> EXERCISE GOAL
The job is to find each line of the records below that includes the word "XmlConfig" and copy it.

======== RECORDS FOR THE EXERCISE ========

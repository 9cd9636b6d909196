use std::fs;
use std::path::PathBuf;

use dotxml::{ConfigStore, LoadError, StoreOptions, UNAVAILABLE};

fn fixture(name: &str) -> PathBuf {
    PathBuf::from(concat!(env!("CARGO_MANIFEST_DIR"), "/tests/fixtures")).join(name)
}

/// Store whose write-back lands in a scratch directory; the directory is
/// returned first so the store is dropped before it
fn scratch_store(
    name: &str,
    contents: &str,
) -> Result<(tempfile::TempDir, ConfigStore), Box<dyn std::error::Error>> {
    let dir = tempfile::tempdir()?;
    let source = dir.path().join(name);
    fs::write(&source, contents)?;
    let options = StoreOptions::default().with_output_dir(dir.path());
    let store = ConfigStore::open_with_options(&source, options)?;
    Ok((dir, store))
}

const SETTINGS: &str = r#"<config><Settings optX="5"><value>10</value></Settings></config>"#;

#[test]
fn test_settings_scenario() -> Result<(), Box<dyn std::error::Error>> {
    let (_dir, store) = scratch_store("settings.xml", SETTINGS)?;

    assert!(store.exists("Settings"));
    assert_eq!(store.get_option("Settings.value"), "10");
    assert_eq!(store.get_attribute("Settings", "optX"), "5");
    assert!(!store.exists("Settings.missing"));
    assert_eq!(store.get_option("Settings.missing"), "N/A");
    assert_eq!(store.root_name(), Some("config"));
    Ok(())
}

#[test]
fn test_missing_paths_yield_sentinel() -> Result<(), Box<dyn std::error::Error>> {
    let store = ConfigStore::open(fixture("sample.xml"))?;

    for path in [
        "",
        "config",
        "option_y",
        "ApplicationSettings.option_c",
        "applicationsettings.option_a",
        ".ApplicationSettings",
        "OtherStuff.option_x.deeper",
    ] {
        assert!(!store.exists(path), "{path:?} should not exist");
        assert_eq!(store.option(path), None);
        assert_eq!(store.get_option(path), UNAVAILABLE);
        assert_eq!(store.get_attribute(path, "mode"), UNAVAILABLE);
    }
    Ok(())
}

#[test]
fn test_empty_and_verbatim_text() -> Result<(), Box<dyn std::error::Error>> {
    let store = ConfigStore::open(fixture("sample.xml"))?;

    assert!(store.exists("ApplicationSettings.option_d"));
    assert_eq!(store.get_option("ApplicationSettings.option_d"), "");
    assert_eq!(store.get_option("OtherStuff.option_y"), "");
    assert_eq!(store.get_option("ApplicationSettings"), "");
    assert_eq!(store.get_option("ApplicationSettings.option_a"), "first value");
    assert_eq!(store.get_option("ApplicationSettings.option_b"), "  padded  ");
    Ok(())
}

#[test]
fn test_attributes() -> Result<(), Box<dyn std::error::Error>> {
    let store = ConfigStore::open(fixture("sample.xml"))?;

    assert_eq!(store.get_attribute("ApplicationSettings", "mode"), "release");
    assert_eq!(store.get_attribute("ApplicationSettings", "verbose"), "false");
    assert_eq!(store.attribute("ApplicationSettings", "Mode"), None);
    assert_eq!(store.get_attribute("ApplicationSettings.option_a", "mode"), UNAVAILABLE);
    Ok(())
}

#[test]
fn test_first_sibling_wins() -> Result<(), Box<dyn std::error::Error>> {
    let store = ConfigStore::open(fixture("boards.xml"))?;
    assert_eq!(store.get_option("LPC2148_HW.programming.program"), "lpc21isp");
    assert_eq!(store.get_option("LPC2148_HW.LPC2148_APP.debug_level"), "3");
    assert!(!store.exists("LPC2148_HW.LPC2148_APP.debug"));
    assert!(!store.exists("LPC2138_HW"));
    assert_eq!(
        store.get_option("LPC2106_HW.FreeRTOS-LPC2106_APP.port"),
        "/dev/ttyS0"
    );

    let (_dir, store) = scratch_store("p.xml", "<r><p><x>1</x><x>2</x></p></r>")?;
    assert_eq!(store.get_option("p.x"), "1");
    Ok(())
}

#[test]
fn test_reads_leave_store_clean() -> Result<(), Box<dyn std::error::Error>> {
    let store = ConfigStore::open(fixture("sample.xml"))?;
    let before = store.render();

    for _ in 0..3 {
        store.exists("OtherStuff.option_x");
        store.get_option("OtherStuff.option_x");
        store.get_attribute("ApplicationSettings", "mode");
        store.get_option("nope");
    }

    assert!(!store.is_dirty());
    assert_eq!(store.render(), before);
    Ok(())
}

#[test]
fn test_set_option_round_trip() -> Result<(), Box<dyn std::error::Error>> {
    let (_dir, mut store) = scratch_store("settings.xml", SETTINGS)?;

    for value in ["42", "", "  spaced  ", "a < b & c", "N/A", "line\nbreak"] {
        assert!(store.set_option("Settings.value", value));
        assert_eq!(store.get_option("Settings.value"), value);
    }
    assert!(store.is_dirty());

    // text is placed in front of existing child elements
    assert!(store.set_option("Settings", "head"));
    assert_eq!(store.get_option("Settings"), "head");
    assert!(store.exists("Settings.value"));
    Ok(())
}

#[test]
fn test_set_option_never_creates() -> Result<(), Box<dyn std::error::Error>> {
    let (_dir, mut store) = scratch_store("settings.xml", SETTINGS)?;
    let before = store.render();

    assert!(!store.set_option("Settings.missing", "1"));
    assert!(!store.set_option("Other", "1"));
    assert!(!store.set_option("", "1"));

    assert!(!store.is_dirty());
    assert_eq!(store.render(), before);
    Ok(())
}

#[test]
fn test_set_attribute_only_updates_existing() -> Result<(), Box<dyn std::error::Error>> {
    let (_dir, mut store) = scratch_store("settings.xml", SETTINGS)?;
    let before = store.render();

    assert!(!store.set_attribute("Settings", "optY", "1"));
    assert!(!store.set_attribute("Settings.value", "optX", "1"));
    assert!(!store.set_attribute("Missing", "optX", "1"));
    assert!(!store.is_dirty());
    assert_eq!(store.render(), before);

    assert!(store.set_attribute("Settings", "optX", "6"));
    assert_eq!(store.get_attribute("Settings", "optX"), "6");
    assert!(store.is_dirty());
    Ok(())
}

#[test]
fn test_dirty_flag_is_sticky() -> Result<(), Box<dyn std::error::Error>> {
    let (_dir, mut store) = scratch_store("settings.xml", SETTINGS)?;

    assert!(store.set_option("Settings.value", "11"));
    assert!(store.set_option("Settings.value", "10"));
    assert!(!store.set_option("Settings.nothing", "x"));
    assert!(store.is_dirty());
    Ok(())
}

#[test]
fn test_load_errors_are_distinct() -> Result<(), Box<dyn std::error::Error>> {
    let missing = ConfigStore::open(fixture("does_not_exist.xml"));
    assert!(matches!(missing, Err(LoadError::FileNotAccessible { .. })));

    let malformed = ConfigStore::open(fixture("malformed.xml"));
    assert!(matches!(malformed, Err(LoadError::Parse { .. })));

    let no_root = ConfigStore::open(fixture("no_root.xml"));
    assert!(matches!(no_root, Err(LoadError::NoRootElement { .. })));

    let directory = ConfigStore::open(fixture(""));
    assert!(matches!(directory, Err(LoadError::FileNotAccessible { .. })));
    Ok(())
}

#[test]
fn test_failed_load_leaves_store_unloaded() -> Result<(), Box<dyn std::error::Error>> {
    let mut store = ConfigStore::new();
    assert!(store.load(fixture("malformed.xml")).is_err());
    assert!(!store.is_loaded());
    assert!(!store.exists("Settings"));

    store.load(fixture("sample.xml"))?;
    assert!(store.is_loaded());
    assert_eq!(store.source_path(), Some(fixture("sample.xml").as_path()));
    Ok(())
}

#[test]
fn test_second_load_is_rejected() -> Result<(), Box<dyn std::error::Error>> {
    let mut store = ConfigStore::open(fixture("sample.xml"))?;
    let again = store.load(fixture("boards.xml"));

    assert!(matches!(again, Err(LoadError::AlreadyLoaded { .. })));
    assert_eq!(store.root_name(), Some("config"));
    Ok(())
}

#[test]
fn test_parser_limits_apply_on_load() -> Result<(), Box<dyn std::error::Error>> {
    let options = StoreOptions::default().with_parser(dotxml::XmlConfig::new(2, 0));
    let result = ConfigStore::open_with_options(fixture("boards.xml"), options);

    match result {
        Err(LoadError::Parse { source, .. }) => {
            assert_eq!(
                source.kind(),
                &dotxml::ErrorKind::MaxDepthExceeded { max: 2 }
            );
            Ok(())
        }
        other => Err(format!("expected depth error, got {other:?}").into()),
    }
}

#[test]
fn test_deep_nesting_is_a_parse_error() -> Result<(), Box<dyn std::error::Error>> {
    let dir = tempfile::tempdir()?;
    let source = dir.path().join("deep.xml");
    fs::write(
        &source,
        format!("{}{}", "<a>".repeat(100_000), "</a>".repeat(100_000)),
    )?;

    let options = StoreOptions::default().with_parser(dotxml::XmlConfig::unlimited());
    match ConfigStore::open_with_options(&source, options) {
        Err(LoadError::Parse { source, .. }) => {
            assert_eq!(
                source.kind(),
                &dotxml::ErrorKind::MaxDepthExceeded {
                    max: dotxml::xml::MAX_NESTING
                }
            );
            Ok(())
        }
        other => Err(format!("expected depth error, got {other:?}").into()),
    }
}

#[test]
fn test_render_sample() -> Result<(), Box<dyn std::error::Error>> {
    let store = ConfigStore::open(fixture("sample.xml"))?;
    let rendered = store.render().unwrap_or_default();

    let expected = [
        "config:",
        "    ApplicationSettings:",
        "      mode = release",
        "      verbose = false",
        "        option_a: \"first value\"",
        "        option_b: \"padded\"",
        "        option_d:",
        "    OtherStuff:",
        "    #  incremented by the test driver",
        "    #             on every run ",
        "        option_x: \"7\"",
        "        option_y:",
    ];
    assert_eq!(rendered.lines().collect::<Vec<_>>(), expected);
    store.print_config_file();
    Ok(())
}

========

> RESPONSE BELOW
    let options = StoreOptions::default().with_parser(dotxml::XmlConfig::new(2, 0));
    let options = StoreOptions::default().with_parser(dotxml::XmlConfig::unlimited());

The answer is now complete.